The spectral signature remains unchanged — ionised nitrogen and trace sulphur dioxide, consistent with superheated gases venting through fractured rock. Professor Elara Whitstone of the Royal Institute continues to describe the phenomenon as geothermal in origin, driven by a subsurface thermal source whose nature will not be understood until the deep geological survey begins.

That survey moved a step closer on Saturday, when equipment tenders for the permanent monitoring station closed at noon. Three firms submitted bids for the specialised instrumentation package: broadband seismometers capable of recording to fifteen metres’ depth, atmospheric gas sampling units, a meteorological mast, and a photometric array for continuous measurement of the glow’s brightness.

The Royal Institute will evaluate the bids over the coming week, with contract award expected by the end of March. Construction of the station itself — a wind-rated, insulated shelter on the ridge approximately eight hundred metres northwest of the old meteorological outpost — is scheduled to begin in April. The station is expected to be operational by mid-May, in time for the commencement of the deep geological survey.

The survey, funded at 1.65 million florins and mandated by the Copper Review Commission’s interim report, will bore to approximately 250 metres’ depth along the ridgeline. Its objectives are twofold: to assess the viability of expanded copper extraction from the Greymoor deposits, and to characterise the geothermal system that is producing the glow.

Gareth Penn, the sheep farmer at Highfield Farm three miles south of the central emission zone, has been watching from his kitchen window since February. On Friday evening he reported that the glow was visible earlier than usual — “before full dark, which is new.”

“The sheep still don’t care,” Penn said. “But I’ve noticed the starlings avoid the ridge now. They used to roost up there. Not any more.”

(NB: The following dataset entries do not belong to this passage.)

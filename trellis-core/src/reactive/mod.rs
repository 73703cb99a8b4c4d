//! Reactive Primitives
//!
//! This module implements the core reactive system: stores, effects,
//! computeds, watchers, error boundaries and async effects.
//!
//! # Concepts
//!
//! ## Stores
//!
//! A [`Store`] wraps a JSON object or array. When a key is read within a
//! running computation the store registers that computation as a subscriber
//! of the key. When the key's value changes, all subscribers run again,
//! synchronously, before the write returns.
//!
//! ## Effects
//!
//! An effect is a side-effecting computation that runs immediately and again
//! whenever a key it read changes. Every run re-tracks its dependencies, so
//! keys only read on a branch no longer taken stop triggering it.
//!
//! ## Computeds
//!
//! A computed is a derived key that caches its result. A dependency change
//! only marks it dirty; it recomputes on the next read.
//!
//! ## Watchers
//!
//! A watcher calls back with `(new, old)` when one key or expression changes,
//! skipping the run that records the initial value.
//!
//! ## Error boundaries and async effects
//!
//! `safe_effect` and `safe_watch` contain errors behind a retry/fallback
//! policy. `async_effect` runs a future per trigger and cancels the one it
//! supersedes.
//!
//! # Implementation Notes
//!
//! Tracking goes through an explicit per-runtime context stack rather than a
//! bare global. Each thread has a default [`Runtime`] that backs the free
//! functions; every free function has a method counterpart on `Runtime` (or
//! takes the store, which carries its runtime).

mod async_effect;
mod boundary;
mod cancel;
mod computed;
mod context;
mod effect;
mod runtime;
mod store;
mod subscriber;
mod value;
mod watch;

pub use async_effect::{
    async_effect, AsyncEffect, AsyncEffectOptions, AsyncEffectState, AsyncErrorHandler, Cleanup,
    RunState,
};
pub use boundary::{
    safe_effect, safe_watch, BoundaryKind, ErrorBoundary, ErrorContext, ErrorHandler, Fallback,
    SafeOptions,
};
pub use cancel::{CancellationToken, Cancelled};
pub use computed::{computed, ComputeFn, ComputedState};
pub use context::ReactiveContext;
pub use effect::{effect, effects, Effect, EffectFn, EffectOptions, Scheduler};
pub use runtime::{on_cleanup, untracked, Runtime};
pub use store::{state, Store, StoreKind, LENGTH_KEY};
pub use subscriber::{Disposer, SubscriberId};
pub use value::Value;
pub use watch::{watch, watch_key, watch_with, WatchFn, WatchSource};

Collis noted Penn’s observation with interest. “Changes in animal behaviour near geothermal zones are well documented in the literature,” she said. “If Mr Penn’s starlings are telling us something, the instruments will confirm it.”

Nils Haversten, chairman of the Miners’ Cooperative of Greymoor, attended the tender closing at the Royal Institute on Saturday morning. He was characteristically measured. “We mine copper from this ridge. We have done so for a hundred years. If the earth is doing something new, we need to know what it is before we dig any deeper.”

The glow continues. Forty nights. Twenty-two per cent brighter. The instruments are coming.